_WHAT IS EXPECTED_: For the word "write", search the records and show each line in which it occurs.

-- DATA EXTRACTS follows --

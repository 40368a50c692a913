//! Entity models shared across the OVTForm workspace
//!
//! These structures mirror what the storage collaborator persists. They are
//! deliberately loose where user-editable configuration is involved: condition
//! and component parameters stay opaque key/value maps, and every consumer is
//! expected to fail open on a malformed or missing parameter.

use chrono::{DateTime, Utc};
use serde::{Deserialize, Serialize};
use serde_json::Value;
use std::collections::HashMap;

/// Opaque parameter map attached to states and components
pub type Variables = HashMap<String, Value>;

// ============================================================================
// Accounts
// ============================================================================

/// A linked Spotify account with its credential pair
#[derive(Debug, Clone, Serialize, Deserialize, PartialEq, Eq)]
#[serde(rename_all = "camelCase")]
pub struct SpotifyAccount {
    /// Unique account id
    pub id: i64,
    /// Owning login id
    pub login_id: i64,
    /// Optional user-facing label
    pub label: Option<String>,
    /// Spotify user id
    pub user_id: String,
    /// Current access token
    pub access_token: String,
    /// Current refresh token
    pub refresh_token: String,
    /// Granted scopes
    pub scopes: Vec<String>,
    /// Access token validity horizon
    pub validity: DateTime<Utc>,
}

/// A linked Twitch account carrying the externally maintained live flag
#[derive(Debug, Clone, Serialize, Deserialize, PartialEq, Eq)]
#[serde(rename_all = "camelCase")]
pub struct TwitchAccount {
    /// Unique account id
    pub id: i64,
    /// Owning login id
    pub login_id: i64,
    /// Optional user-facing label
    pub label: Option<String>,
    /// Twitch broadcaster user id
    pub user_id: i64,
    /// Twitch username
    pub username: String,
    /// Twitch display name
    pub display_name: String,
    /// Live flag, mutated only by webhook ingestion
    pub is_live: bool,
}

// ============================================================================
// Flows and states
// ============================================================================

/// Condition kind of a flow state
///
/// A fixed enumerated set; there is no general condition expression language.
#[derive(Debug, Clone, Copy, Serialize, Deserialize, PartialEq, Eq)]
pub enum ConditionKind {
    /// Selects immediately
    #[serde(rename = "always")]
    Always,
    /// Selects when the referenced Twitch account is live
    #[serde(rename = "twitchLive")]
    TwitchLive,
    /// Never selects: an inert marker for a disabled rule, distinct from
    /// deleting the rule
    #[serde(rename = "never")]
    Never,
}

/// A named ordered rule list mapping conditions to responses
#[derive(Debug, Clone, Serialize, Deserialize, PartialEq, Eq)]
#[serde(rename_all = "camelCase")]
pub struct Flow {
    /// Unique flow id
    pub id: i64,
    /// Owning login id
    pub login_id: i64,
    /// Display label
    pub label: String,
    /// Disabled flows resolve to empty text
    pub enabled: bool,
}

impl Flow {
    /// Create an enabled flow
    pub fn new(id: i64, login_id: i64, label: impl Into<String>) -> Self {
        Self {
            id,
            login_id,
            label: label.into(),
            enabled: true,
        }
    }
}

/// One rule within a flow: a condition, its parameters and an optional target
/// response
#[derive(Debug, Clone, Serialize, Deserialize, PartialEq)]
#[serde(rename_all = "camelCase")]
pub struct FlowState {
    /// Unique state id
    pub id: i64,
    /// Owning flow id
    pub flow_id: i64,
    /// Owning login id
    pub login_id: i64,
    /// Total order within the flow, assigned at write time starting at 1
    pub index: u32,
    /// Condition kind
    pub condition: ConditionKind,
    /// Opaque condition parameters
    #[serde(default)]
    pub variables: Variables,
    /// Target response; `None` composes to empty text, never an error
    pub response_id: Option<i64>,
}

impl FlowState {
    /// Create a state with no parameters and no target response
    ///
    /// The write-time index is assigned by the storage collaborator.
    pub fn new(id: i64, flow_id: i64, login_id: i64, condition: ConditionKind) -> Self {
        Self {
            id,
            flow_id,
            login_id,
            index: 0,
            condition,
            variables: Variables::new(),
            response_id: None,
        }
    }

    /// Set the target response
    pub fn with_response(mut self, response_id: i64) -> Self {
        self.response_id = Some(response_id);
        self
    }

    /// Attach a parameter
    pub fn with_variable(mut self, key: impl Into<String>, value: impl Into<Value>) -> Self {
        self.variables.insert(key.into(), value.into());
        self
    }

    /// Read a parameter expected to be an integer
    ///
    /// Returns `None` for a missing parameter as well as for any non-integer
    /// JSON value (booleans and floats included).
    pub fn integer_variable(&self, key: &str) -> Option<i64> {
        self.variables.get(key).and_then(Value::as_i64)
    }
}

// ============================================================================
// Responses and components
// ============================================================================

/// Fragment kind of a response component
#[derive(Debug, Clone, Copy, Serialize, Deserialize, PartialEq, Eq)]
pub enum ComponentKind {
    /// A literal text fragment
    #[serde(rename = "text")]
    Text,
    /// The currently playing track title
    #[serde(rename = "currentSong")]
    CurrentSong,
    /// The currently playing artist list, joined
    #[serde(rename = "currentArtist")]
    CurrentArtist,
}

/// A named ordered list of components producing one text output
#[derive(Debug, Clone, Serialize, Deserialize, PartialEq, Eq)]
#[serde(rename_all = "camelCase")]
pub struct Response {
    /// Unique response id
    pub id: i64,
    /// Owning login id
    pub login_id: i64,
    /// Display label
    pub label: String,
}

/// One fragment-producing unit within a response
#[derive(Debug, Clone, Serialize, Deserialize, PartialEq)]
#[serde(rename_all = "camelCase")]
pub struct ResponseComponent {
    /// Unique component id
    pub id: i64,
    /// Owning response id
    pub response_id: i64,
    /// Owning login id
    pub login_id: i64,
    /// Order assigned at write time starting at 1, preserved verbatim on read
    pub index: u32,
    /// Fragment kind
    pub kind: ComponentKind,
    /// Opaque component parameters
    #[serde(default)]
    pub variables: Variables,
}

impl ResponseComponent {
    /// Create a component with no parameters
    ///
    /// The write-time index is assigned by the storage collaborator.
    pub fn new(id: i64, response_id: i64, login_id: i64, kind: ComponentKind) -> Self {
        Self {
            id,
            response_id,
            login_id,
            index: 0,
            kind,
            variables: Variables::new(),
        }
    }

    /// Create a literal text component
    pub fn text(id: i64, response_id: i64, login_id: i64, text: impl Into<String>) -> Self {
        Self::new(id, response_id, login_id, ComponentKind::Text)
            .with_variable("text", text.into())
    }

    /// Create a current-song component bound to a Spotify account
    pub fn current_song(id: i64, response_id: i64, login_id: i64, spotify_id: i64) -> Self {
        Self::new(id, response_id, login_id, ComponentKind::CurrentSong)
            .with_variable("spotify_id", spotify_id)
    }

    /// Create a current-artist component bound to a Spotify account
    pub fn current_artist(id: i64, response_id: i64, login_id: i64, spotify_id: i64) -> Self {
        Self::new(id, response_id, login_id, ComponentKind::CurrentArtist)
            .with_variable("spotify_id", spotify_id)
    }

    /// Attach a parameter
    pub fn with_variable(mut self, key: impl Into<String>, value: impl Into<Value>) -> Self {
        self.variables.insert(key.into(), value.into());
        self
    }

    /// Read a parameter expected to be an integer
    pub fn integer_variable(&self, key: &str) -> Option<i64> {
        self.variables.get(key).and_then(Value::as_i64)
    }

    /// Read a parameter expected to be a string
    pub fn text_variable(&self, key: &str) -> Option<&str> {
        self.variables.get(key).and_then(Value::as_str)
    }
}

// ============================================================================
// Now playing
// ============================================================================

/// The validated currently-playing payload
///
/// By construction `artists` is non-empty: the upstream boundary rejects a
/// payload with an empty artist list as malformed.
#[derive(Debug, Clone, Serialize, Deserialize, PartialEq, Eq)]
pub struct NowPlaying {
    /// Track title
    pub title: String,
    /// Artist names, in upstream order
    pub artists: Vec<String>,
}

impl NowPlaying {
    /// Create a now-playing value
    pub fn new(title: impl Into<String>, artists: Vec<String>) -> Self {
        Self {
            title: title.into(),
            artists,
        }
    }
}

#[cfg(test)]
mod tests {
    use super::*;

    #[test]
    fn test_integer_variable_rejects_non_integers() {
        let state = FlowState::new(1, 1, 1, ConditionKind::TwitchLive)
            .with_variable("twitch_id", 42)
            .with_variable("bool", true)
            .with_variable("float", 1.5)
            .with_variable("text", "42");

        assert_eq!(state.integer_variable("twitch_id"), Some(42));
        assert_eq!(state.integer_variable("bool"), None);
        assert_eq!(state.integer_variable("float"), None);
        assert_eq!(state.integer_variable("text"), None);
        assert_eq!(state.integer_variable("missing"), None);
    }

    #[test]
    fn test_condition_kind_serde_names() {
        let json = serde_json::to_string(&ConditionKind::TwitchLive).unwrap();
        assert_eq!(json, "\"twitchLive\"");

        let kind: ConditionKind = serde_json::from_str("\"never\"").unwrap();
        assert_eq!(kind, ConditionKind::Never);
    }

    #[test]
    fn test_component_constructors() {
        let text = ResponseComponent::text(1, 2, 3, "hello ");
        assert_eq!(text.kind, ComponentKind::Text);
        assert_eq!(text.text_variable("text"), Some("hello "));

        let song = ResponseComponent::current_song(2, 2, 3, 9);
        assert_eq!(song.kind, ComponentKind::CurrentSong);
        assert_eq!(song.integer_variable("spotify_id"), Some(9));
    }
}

-- DATA EXTRACTS concluded --
-- DATA EXTRACTS follows --

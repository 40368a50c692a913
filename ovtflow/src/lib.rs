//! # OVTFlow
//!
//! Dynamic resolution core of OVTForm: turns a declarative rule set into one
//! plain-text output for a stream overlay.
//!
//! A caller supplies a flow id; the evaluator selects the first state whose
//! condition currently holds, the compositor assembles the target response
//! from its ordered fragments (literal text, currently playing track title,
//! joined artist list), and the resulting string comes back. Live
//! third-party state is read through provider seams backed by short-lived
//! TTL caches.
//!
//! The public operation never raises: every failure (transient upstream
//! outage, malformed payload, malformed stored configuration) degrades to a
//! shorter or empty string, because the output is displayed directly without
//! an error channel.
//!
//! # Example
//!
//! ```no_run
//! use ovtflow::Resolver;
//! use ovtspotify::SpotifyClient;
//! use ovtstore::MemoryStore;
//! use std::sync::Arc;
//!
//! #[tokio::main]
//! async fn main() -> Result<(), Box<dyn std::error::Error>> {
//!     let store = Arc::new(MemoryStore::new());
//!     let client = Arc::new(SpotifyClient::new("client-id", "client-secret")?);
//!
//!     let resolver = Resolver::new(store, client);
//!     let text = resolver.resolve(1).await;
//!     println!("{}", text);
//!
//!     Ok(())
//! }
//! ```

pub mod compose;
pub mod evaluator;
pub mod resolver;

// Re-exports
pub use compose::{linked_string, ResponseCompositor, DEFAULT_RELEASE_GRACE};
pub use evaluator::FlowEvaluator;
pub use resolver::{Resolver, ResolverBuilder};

-- DATA EXTRACTS concluded --
-- DATA EXTRACTS follows --

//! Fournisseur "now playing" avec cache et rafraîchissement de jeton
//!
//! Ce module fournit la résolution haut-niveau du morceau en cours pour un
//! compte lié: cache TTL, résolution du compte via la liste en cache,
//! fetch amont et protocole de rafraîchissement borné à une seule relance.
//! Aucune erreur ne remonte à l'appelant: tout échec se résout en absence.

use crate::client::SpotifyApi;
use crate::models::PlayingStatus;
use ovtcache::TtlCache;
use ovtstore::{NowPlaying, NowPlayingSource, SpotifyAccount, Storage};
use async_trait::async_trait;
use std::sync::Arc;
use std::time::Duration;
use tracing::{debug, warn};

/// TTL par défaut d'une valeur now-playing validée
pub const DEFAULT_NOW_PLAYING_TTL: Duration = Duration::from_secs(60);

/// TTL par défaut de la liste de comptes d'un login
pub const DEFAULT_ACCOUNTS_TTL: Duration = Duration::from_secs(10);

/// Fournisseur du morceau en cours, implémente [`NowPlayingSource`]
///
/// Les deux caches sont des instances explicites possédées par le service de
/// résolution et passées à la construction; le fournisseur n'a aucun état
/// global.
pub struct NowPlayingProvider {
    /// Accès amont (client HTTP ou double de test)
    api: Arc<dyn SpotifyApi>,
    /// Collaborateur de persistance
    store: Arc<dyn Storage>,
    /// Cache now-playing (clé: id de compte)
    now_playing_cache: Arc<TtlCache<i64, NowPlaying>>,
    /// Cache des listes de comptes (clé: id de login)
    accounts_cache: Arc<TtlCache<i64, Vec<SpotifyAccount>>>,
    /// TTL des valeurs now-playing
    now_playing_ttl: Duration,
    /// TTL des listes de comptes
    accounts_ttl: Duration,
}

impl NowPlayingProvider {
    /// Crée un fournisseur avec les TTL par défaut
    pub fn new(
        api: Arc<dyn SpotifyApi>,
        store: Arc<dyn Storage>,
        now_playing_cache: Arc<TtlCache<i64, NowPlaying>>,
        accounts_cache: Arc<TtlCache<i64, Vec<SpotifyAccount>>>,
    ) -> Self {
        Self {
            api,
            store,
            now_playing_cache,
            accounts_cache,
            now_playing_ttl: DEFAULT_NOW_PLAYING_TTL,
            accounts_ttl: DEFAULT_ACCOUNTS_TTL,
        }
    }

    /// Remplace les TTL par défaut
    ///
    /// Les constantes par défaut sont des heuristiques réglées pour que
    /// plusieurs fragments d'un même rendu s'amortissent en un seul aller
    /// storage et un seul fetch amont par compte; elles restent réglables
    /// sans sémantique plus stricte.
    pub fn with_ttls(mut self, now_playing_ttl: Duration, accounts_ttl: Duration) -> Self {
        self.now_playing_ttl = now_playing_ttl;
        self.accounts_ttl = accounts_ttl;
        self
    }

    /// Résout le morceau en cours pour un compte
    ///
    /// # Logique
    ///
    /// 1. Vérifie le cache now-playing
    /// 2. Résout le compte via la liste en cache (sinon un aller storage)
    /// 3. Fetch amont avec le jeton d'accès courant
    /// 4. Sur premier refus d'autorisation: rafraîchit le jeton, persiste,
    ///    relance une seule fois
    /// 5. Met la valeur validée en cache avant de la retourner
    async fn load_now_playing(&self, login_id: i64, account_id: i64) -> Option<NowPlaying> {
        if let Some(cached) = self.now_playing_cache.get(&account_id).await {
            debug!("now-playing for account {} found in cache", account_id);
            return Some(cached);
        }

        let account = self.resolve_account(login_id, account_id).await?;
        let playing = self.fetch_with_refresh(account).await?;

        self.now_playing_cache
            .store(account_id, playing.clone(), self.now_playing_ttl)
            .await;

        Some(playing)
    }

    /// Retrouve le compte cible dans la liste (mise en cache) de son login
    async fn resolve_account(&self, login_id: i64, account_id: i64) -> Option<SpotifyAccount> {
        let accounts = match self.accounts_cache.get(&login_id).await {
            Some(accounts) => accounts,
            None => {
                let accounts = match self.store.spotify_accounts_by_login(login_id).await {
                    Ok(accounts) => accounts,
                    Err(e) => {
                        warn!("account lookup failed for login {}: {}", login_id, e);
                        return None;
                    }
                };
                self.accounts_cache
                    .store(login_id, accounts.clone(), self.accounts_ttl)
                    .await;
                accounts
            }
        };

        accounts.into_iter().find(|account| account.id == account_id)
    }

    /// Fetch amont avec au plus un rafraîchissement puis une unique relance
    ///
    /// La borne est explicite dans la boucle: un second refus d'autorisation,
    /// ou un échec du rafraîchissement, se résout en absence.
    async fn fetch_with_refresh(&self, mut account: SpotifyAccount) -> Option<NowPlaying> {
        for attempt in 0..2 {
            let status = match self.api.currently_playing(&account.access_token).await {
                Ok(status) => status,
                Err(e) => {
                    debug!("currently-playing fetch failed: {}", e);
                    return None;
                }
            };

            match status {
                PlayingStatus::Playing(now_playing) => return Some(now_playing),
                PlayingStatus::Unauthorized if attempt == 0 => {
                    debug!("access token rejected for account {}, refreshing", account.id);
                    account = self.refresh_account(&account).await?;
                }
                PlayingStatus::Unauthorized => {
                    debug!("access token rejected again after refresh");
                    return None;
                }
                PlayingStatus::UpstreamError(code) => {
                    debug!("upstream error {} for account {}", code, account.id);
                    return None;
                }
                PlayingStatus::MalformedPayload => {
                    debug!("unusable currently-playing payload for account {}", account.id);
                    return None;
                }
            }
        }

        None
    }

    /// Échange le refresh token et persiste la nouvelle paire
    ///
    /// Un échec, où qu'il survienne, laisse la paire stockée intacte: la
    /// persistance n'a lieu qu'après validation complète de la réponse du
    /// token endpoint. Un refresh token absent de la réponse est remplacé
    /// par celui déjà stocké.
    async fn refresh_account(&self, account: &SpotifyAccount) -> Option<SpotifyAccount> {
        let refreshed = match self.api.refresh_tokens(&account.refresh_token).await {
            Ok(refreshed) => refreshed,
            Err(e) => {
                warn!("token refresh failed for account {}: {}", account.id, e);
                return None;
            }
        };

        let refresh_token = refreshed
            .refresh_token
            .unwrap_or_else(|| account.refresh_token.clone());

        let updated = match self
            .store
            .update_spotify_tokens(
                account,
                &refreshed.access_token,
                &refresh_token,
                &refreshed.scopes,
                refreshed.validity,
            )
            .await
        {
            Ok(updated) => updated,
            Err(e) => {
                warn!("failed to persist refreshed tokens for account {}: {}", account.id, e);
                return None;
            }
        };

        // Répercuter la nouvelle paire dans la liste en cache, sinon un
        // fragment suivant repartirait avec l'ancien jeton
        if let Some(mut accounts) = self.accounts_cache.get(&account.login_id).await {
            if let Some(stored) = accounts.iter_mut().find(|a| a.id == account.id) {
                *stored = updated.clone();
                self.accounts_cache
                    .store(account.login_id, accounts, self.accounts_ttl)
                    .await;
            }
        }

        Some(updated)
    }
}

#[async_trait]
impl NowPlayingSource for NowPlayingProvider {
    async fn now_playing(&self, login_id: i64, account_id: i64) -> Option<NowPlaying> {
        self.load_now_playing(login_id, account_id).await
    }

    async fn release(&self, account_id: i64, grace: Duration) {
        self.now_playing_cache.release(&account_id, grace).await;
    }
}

-- DATA EXTRACTS concluded --

_ANSWER TO THE PROBLEM_:
    /// Total order within the flow, assigned at write time starting at 1
    /// The write-time index is assigned by the storage collaborator.
    /// Order assigned at write time starting at 1, preserved verbatim on read
    /// The write-time index is assigned by the storage collaborator.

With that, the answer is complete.